Begin at the first line of the records below and, please, give each line again exactly until the line with "worker stay in" is included.

Dataset entries

↓

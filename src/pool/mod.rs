//! Worker pool: N captive children over one shared record queue.
//!
//! ```text
//!   inputs ──▶ record queue ──┬──▶ feeder 1 ──▶ child 1 ──▶ reader 1 ──┐
//!                             ├──▶ feeder 2 ──▶ child 2 ──▶ reader 2 ──┼──▶ output (mutex)
//!                             └──▶ feeder N ──▶ child N ──▶ reader N ──┘
//!                                      reaper waits on every child
//! ```
//!
//! Whole records are the unit of work, so no descriptors are needed. Output
//! order across workers is unspecified; records from one worker stay in
//! that worker's order and are never interleaved with each other.
//!
//! Any failure, including any child exiting with a non-zero status, fails
//! the whole run.

pub mod record;

use std::ffi::{OsStr, OsString};
use std::io::{Read, Write};
use std::sync::{Arc, Mutex};
use std::time::Duration;

use crossbeam_channel::{Receiver, Sender, TryRecvError, bounded, unbounded};
use tracing::{debug, info};

use crate::child::{ChildProcess, ChildReader, ChildWriter};
use crate::error::{CaptiveError, Result};
use crate::pipeline::{
    DEFAULT_FLUSH_EVERY, StageReport, missing_pipe, spawn_stage, supervise, units_of,
};
use record::{Framing, RecordReader, gzip_record, open_input};

const INPUT: &str = "input";
const FEEDER: &str = "worker-feeder";
const READER: &str = "worker-reader";
const REAPER: &str = "reaper";

/// Interval between reaper polls.
const REAP_POLL: Duration = Duration::from_millis(10);

/// Configuration for a worker pool.
#[derive(Debug, Clone)]
pub struct PoolConfig {
    /// Number of child processes.
    pub workers: usize,
    /// Gzip each output record as its own member.
    pub compress: bool,
    pub framing: Framing,
    /// Records buffered in the shared queue; defaults to two per worker.
    pub queue_capacity: Option<usize>,
    /// Records written to a child between forced flushes.
    pub flush_every: usize,
}

impl Default for PoolConfig {
    fn default() -> Self {
        Self {
            workers: default_workers(),
            compress: false,
            framing: Framing::default(),
            queue_capacity: None,
            flush_every: DEFAULT_FLUSH_EVERY,
        }
    }
}

/// One worker per available CPU.
pub fn default_workers() -> usize {
    std::thread::available_parallelism()
        .map(|n| n.get())
        .unwrap_or(1)
}

/// Totals for a finished pool run.
#[derive(Debug, Clone, Copy, PartialEq, Eq)]
pub struct PoolReport {
    pub workers: usize,
    pub records_in: u64,
    pub records_out: u64,
}

/// A running pool of captive children.
pub struct WorkerPool<W> {
    records: Option<Sender<Vec<u8>>>,
    events_tx: Sender<StageReport>,
    events: Receiver<StageReport>,
    stages: usize,
    workers: usize,
    framing: Framing,
    output: Arc<Mutex<W>>,
}

impl<W: Write + Send + 'static> WorkerPool<W> {
    /// Launch `config.workers` copies of `argv` and their threads.
    pub fn start<S: AsRef<OsStr>>(argv: &[S], config: PoolConfig, output: W) -> Result<Self> {
        if config.workers == 0 {
            return Err(CaptiveError::InvalidArgument(
                "a pool needs at least one worker".into(),
            ));
        }
        if config.flush_every == 0 {
            return Err(CaptiveError::InvalidArgument(
                "flush interval must be at least 1".into(),
            ));
        }
        let argv: Vec<OsString> = argv.iter().map(|a| a.as_ref().to_os_string()).collect();

        let capacity = config.queue_capacity.unwrap_or(config.workers * 2).max(1);
        let (records_tx, records_rx) = bounded::<Vec<u8>>(capacity);
        let (events_tx, events) = unbounded();
        let output = Arc::new(Mutex::new(output));

        let mut children = Vec::with_capacity(config.workers);
        for worker in 0..config.workers {
            let mut child = ChildProcess::launch(argv.as_slice())?;
            let writer = ChildWriter::new(child.take_stdin().ok_or_else(|| missing_pipe("stdin"))?);
            let reader =
                ChildReader::new(child.take_stdout().ok_or_else(|| missing_pipe("stdout"))?);
            debug!(worker, pid = child.pid().as_raw(), "Started pool worker");

            let records = records_rx.clone();
            let flush_every = config.flush_every;
            spawn_stage(FEEDER, events_tx.clone(), move || {
                feed_worker(&records, writer, flush_every)
            })?;

            let output = Arc::clone(&output);
            let (framing, compress) = (config.framing, config.compress);
            spawn_stage(READER, events_tx.clone(), move || {
                drain_worker(reader, framing, compress, &output)
            })?;

            children.push(child);
        }
        // Only the feeders may hold the receiving side, so the queue
        // disconnects once every worker is gone.
        drop(records_rx);

        spawn_stage(REAPER, events_tx.clone(), move || reap(children))?;

        Ok(Self {
            records: Some(records_tx),
            events_tx,
            events,
            stages: 2 * config.workers + 1,
            workers: config.workers,
            framing: config.framing,
            output,
        })
    }

    /// Read records from `input` on a thread of its own and queue them.
    ///
    /// Several inputs are read concurrently and their records interleave.
    pub fn add_input<R: Read + Send + 'static>(&mut self, input: R) -> Result<()> {
        let records = self.records.clone().ok_or(CaptiveError::QueueClosed)?;
        let framing = self.framing;
        spawn_stage(INPUT, self.events_tx.clone(), move || {
            read_input(input, framing, &records)
        })?;
        self.stages += 1;
        Ok(())
    }

    /// Close the record queue once all inputs are read and wait for every
    /// thread and child. Returns on the first error.
    pub fn join(mut self) -> Result<PoolReport> {
        self.records.take();

        let done = supervise(&self.events, self.stages)?;
        self.output
            .lock()
            .map_err(|_| CaptiveError::ThreadPanicked(READER))?
            .flush()?;

        let report = PoolReport {
            workers: self.workers,
            records_in: units_of(&done, INPUT),
            records_out: units_of(&done, READER),
        };
        info!(
            workers = report.workers,
            records_in = report.records_in,
            records_out = report.records_out,
            "Worker pool finished"
        );
        Ok(report)
    }
}

fn read_input<R: Read + Send + 'static>(
    input: R,
    framing: Framing,
    records: &Sender<Vec<u8>>,
) -> Result<u64> {
    let mut reader = RecordReader::new(open_input(input)?, framing);
    let mut count = 0;
    while let Some(record) = reader.read_record()? {
        records.send(record).map_err(|_| CaptiveError::QueueClosed)?;
        count += 1;
    }
    Ok(count)
}

fn feed_worker(records: &Receiver<Vec<u8>>, mut writer: ChildWriter, flush_every: usize) -> Result<u64> {
    let mut fed = 0;
    let mut pending = 0;
    loop {
        let record = match records.try_recv() {
            Ok(record) => record,
            Err(TryRecvError::Empty) => {
                // Nothing queued: let the child work on what it has while we wait.
                writer.flush()?;
                pending = 0;
                match records.recv() {
                    Ok(record) => record,
                    Err(_) => break,
                }
            }
            Err(TryRecvError::Disconnected) => break,
        };
        writer.write_all(&record)?;
        fed += 1;
        pending += 1;
        if pending >= flush_every {
            writer.flush()?;
            pending = 0;
        }
    }
    writer.close()?;
    Ok(fed)
}

fn drain_worker<W: Write>(
    mut reader: ChildReader,
    framing: Framing,
    compress: bool,
    output: &Mutex<W>,
) -> Result<u64> {
    let mut records = RecordReader::new(reader.get_mut(), framing);
    let mut emitted = 0;
    while let Some(record) = records.read_record()? {
        let record = if compress {
            gzip_record(&record)?
        } else {
            record
        };
        output
            .lock()
            .map_err(|_| CaptiveError::ThreadPanicked(READER))?
            .write_all(&record)?;
        emitted += 1;
    }
    Ok(emitted)
}

/// Wait for every child; the first one that fails ends the run.
fn reap(mut children: Vec<ChildProcess>) -> Result<u64> {
    let mut reaped = 0;
    while !children.is_empty() {
        let mut progressed = false;
        let mut index = 0;
        while index < children.len() {
            match children[index].try_wait()? {
                Some(reason) if reason.is_success() => {
                    children.swap_remove(index);
                    reaped += 1;
                    progressed = true;
                }
                Some(reason) => {
                    return Err(CaptiveError::ChildExit {
                        pid: children[index].pid().as_raw(),
                        reason,
                    });
                }
                None => index += 1,
            }
        }
        if !progressed {
            std::thread::sleep(REAP_POLL);
        }
    }
    Ok(reaped)
}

↑

* Written solution *
filename src/pool/mod.rs
//! Worker pool: N captive children over one shared record queue.
//!
//! ```text
//!   inputs ──▶ record queue ──┬──▶ feeder 1 ──▶ child 1 ──▶ reader 1 ──┐
//!                             ├──▶ feeder 2 ──▶ child 2 ──▶ reader 2 ──┼──▶ output (mutex)
//!                             └──▶ feeder N ──▶ child N ──▶ reader N ──┘
//!                                      reaper waits on every child
//! ```
//!
//! Whole records are the unit of work, so no descriptors are needed. Output
//! order across workers is unspecified; records from one worker stay in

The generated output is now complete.